I tried installing OpenSUSE 11 on an old Thinkpad R40E laptop that I have laying around my work. Everything worked fine for the setup, but when it starts X11, the screen would go black and nothing would work.
The odd thing is that when I boot into failsafe at 800x600, it works perfectly fine, but when I try to change the default resolution back to 1024x768, it goes black again. The Gnome LiveCD also had the same problem where it would go black and freeze the system.
When the screen goes black, it doesn’t usually respond to anything, including button events or killing the X-server. I’ve had to hard-reset the thing 2 or 3 times so far in just the last 30 minutes.
I know that this computer works fine with linux because I was running Ubuntu 8.04 on it before I installed SuSE.
The hardware specs (from Lenovo) are as follows:
Product: ThinkPad R40e 2684-G8U
Original description: Celeron 1.8GHz, 128MB RAM, 20GB HDD, 14.1 XGA(1024x768) TFT LCD, 24x-10x CD-ROM, Modem(CDC), Ethernet(LOM), 6 cell battery, WinXP Pro
SLESD 10 is the one that have been succesfully tested in a R40 TP, although I bet it featured more memory than your system.
Appart from that, 128 Mb of RAM is very low for full desktop in high resolution mode, just as you are trying to use.
The fact that it works when using low resolution modes could be a symptom of that.
Keep in mind also that modern desktops (gnome, kde) needs lots of memory, so, your would do better
using lighter window managers such as IceWM or tvm.
Another source of problems could be that your configured x server does not support high resolution modes.
You can check with more standard ones, like vesa. It won´t take full advantage of your graphic hardware, but it could render more higher resolutions.
Finally, some errors could be preventing the x server to start in high resolution modes. Find the file /var/log/Xorg.*.log for whatever error or warning
generated.
Summarizing, my guess is that the observed behavior is the consequence of having such low amounts of memory.

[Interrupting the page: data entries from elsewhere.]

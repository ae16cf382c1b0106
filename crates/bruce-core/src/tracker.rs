use std::collections::HashMap;
use std::fs::{self, File};
use std::io::{self, Write};
use std::path::{Path, PathBuf};
use std::sync::mpsc::{self, RecvTimeoutError};
use std::sync::{Arc, Mutex, MutexGuard, Weak};
use std::thread::{self, JoinHandle};
use std::time::Duration;

use thiserror::Error;

use crate::checksum::{diff_snapshots, line_delta, FileChecksumScanner};
use crate::clock::{Clock, SystemClock};
use crate::config::{ProjectLayout, TrackingConfig};
use crate::git::{GitCli, VcsAdapter};
use crate::handoff::render_handoff;
use crate::history::{safe_file_component, HistoryEntry, SessionHistory, TaskSessionSummary};
use crate::resources;
use crate::session::{
    ChangeKind, CompletedSession, FileChange, NoteCategory, Session, SessionStatus,
    SessionSummary,
};

/// Completion status recorded when `start` closes a session that was still running.
pub const SUPERSEDED_STATUS: &str = "superseded";

#[derive(Debug, Error)]
pub enum TrackerError {
    #[error("No active session for task {0}")]
    NotActive(String),
    #[error("Failed to persist session: {0}")]
    Io(#[from] io::Error),
    #[error("Failed to serialize session: {0}")]
    Serialize(#[from] serde_json::Error),
    #[error(transparent)]
    History(#[from] crate::history::HistoryError),
}

/// Everything a tracker needs. Built from project config, then adjusted for tests.
pub struct TrackerSettings {
    pub project_root: PathBuf,
    pub active_dir: PathBuf,
    pub completed_dir: PathBuf,
    pub scanner: FileChecksumScanner,
    pub clock: Arc<dyn Clock>,
    pub vcs: Arc<dyn VcsAdapter>,
    pub scan_interval: Duration,
    pub monitor_join_timeout: Duration,
    pub background_monitor: bool,
}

Anyway, find here some additional suggestions about running Open Suse in machines with such amount of memory: It refers specifically to issues that can arise while installing. Installation with Little Memory - openSUSE
When the black screen first appears does [Ctrl-Alt-Backspace] get a prompt?
If you can get a shell prompt from the black screen, run xorgconfig and reset the X system configuration to match your machine’s peculiarities. That would also work if you can get a shell window under failsafe.
Simply not having been tested does not mean your machine wont work, it just means any peculiarities on your machine have not been noted and adjusted for in the general install set.
After all, we are talking about software, an adaptable system, unlike hardware.
Another route, if xorgconfig is not the corrective, is a visit to the graphic chip maker’s site for a proper SuSE Linux driver.